--- TASK REQUIREMENTS ---
Transcribe, exactly as they appear, only the lines from the one holding "async fn list_expiring(&self, days: u32)" through the end of the entries below.

○ ○ ○ ○ ○

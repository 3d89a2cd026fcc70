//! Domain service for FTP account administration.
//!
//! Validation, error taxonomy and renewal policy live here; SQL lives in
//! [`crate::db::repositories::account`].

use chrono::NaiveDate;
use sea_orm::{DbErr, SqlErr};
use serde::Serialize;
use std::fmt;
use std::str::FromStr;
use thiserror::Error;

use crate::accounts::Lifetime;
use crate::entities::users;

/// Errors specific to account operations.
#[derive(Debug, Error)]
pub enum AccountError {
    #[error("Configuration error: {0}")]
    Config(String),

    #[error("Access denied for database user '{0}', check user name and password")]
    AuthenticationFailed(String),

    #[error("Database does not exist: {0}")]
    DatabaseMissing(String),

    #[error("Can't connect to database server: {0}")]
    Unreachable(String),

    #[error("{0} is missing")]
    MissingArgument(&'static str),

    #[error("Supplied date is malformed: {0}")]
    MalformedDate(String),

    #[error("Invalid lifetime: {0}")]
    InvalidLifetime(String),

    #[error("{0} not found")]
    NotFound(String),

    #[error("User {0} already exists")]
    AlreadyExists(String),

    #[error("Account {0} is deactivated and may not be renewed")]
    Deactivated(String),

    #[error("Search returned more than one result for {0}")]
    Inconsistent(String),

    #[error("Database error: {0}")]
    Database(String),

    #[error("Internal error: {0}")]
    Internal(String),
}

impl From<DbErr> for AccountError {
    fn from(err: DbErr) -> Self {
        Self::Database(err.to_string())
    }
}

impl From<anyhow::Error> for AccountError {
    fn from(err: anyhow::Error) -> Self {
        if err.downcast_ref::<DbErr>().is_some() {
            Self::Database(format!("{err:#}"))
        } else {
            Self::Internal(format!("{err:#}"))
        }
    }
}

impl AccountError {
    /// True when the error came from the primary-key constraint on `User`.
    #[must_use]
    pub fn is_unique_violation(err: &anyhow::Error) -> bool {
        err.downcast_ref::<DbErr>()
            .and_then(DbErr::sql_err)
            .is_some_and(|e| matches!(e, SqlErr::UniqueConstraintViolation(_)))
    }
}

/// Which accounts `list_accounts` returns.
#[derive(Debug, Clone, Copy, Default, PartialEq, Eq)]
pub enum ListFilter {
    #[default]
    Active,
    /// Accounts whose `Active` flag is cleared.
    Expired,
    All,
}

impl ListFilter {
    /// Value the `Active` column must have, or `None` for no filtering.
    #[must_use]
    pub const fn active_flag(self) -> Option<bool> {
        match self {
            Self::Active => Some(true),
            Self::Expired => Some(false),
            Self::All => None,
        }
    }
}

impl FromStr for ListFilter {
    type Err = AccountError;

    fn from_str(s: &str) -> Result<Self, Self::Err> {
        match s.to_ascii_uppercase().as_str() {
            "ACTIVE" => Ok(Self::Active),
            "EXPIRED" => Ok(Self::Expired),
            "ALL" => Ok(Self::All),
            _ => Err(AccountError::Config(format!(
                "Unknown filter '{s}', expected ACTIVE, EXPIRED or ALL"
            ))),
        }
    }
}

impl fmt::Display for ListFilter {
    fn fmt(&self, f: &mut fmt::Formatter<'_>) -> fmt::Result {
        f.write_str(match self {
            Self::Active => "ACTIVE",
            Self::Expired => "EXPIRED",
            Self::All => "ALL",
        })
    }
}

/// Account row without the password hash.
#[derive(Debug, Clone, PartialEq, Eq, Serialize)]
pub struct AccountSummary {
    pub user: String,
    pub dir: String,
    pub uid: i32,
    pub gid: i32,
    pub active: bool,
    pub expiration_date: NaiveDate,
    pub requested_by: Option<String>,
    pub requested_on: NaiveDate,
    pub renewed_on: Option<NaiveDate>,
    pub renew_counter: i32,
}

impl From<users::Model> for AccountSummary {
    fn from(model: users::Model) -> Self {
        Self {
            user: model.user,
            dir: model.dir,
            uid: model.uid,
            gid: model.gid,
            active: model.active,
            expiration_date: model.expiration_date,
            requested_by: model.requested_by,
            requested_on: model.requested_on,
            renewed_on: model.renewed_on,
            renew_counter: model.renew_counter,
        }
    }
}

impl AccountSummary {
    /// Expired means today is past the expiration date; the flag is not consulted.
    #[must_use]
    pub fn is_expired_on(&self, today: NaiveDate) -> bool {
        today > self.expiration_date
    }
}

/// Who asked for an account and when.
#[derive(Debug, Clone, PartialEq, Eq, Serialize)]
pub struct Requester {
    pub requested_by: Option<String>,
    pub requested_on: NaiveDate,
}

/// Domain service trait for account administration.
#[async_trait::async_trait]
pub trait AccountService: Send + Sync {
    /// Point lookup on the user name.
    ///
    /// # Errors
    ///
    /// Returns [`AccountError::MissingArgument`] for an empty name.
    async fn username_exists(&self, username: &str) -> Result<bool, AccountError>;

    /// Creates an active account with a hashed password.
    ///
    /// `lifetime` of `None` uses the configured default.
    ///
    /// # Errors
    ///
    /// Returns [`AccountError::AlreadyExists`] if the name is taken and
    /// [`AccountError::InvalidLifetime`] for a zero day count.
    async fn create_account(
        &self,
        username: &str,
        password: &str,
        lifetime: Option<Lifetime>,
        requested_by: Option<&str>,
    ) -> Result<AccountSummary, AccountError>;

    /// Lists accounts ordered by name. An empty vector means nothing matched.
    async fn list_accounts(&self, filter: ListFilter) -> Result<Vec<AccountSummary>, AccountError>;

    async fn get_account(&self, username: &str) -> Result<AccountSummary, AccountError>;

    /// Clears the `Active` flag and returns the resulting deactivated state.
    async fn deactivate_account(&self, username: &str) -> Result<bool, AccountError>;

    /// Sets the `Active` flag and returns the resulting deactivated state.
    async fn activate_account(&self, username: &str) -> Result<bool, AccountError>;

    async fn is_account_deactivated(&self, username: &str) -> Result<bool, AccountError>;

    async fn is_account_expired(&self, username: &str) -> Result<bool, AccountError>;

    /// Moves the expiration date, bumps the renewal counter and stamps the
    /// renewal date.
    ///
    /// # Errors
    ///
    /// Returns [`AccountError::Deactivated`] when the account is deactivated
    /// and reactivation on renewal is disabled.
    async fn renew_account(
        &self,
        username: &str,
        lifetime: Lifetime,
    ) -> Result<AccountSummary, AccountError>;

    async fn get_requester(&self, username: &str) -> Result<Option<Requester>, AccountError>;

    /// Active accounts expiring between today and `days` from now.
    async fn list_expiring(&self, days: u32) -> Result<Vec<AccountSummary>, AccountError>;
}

○ ○ ○ ○ ○

--- WRITTEN ANSWER ---
    async fn list_expiring(&self, days: u32) -> Result<Vec<AccountSummary>, AccountError>;
}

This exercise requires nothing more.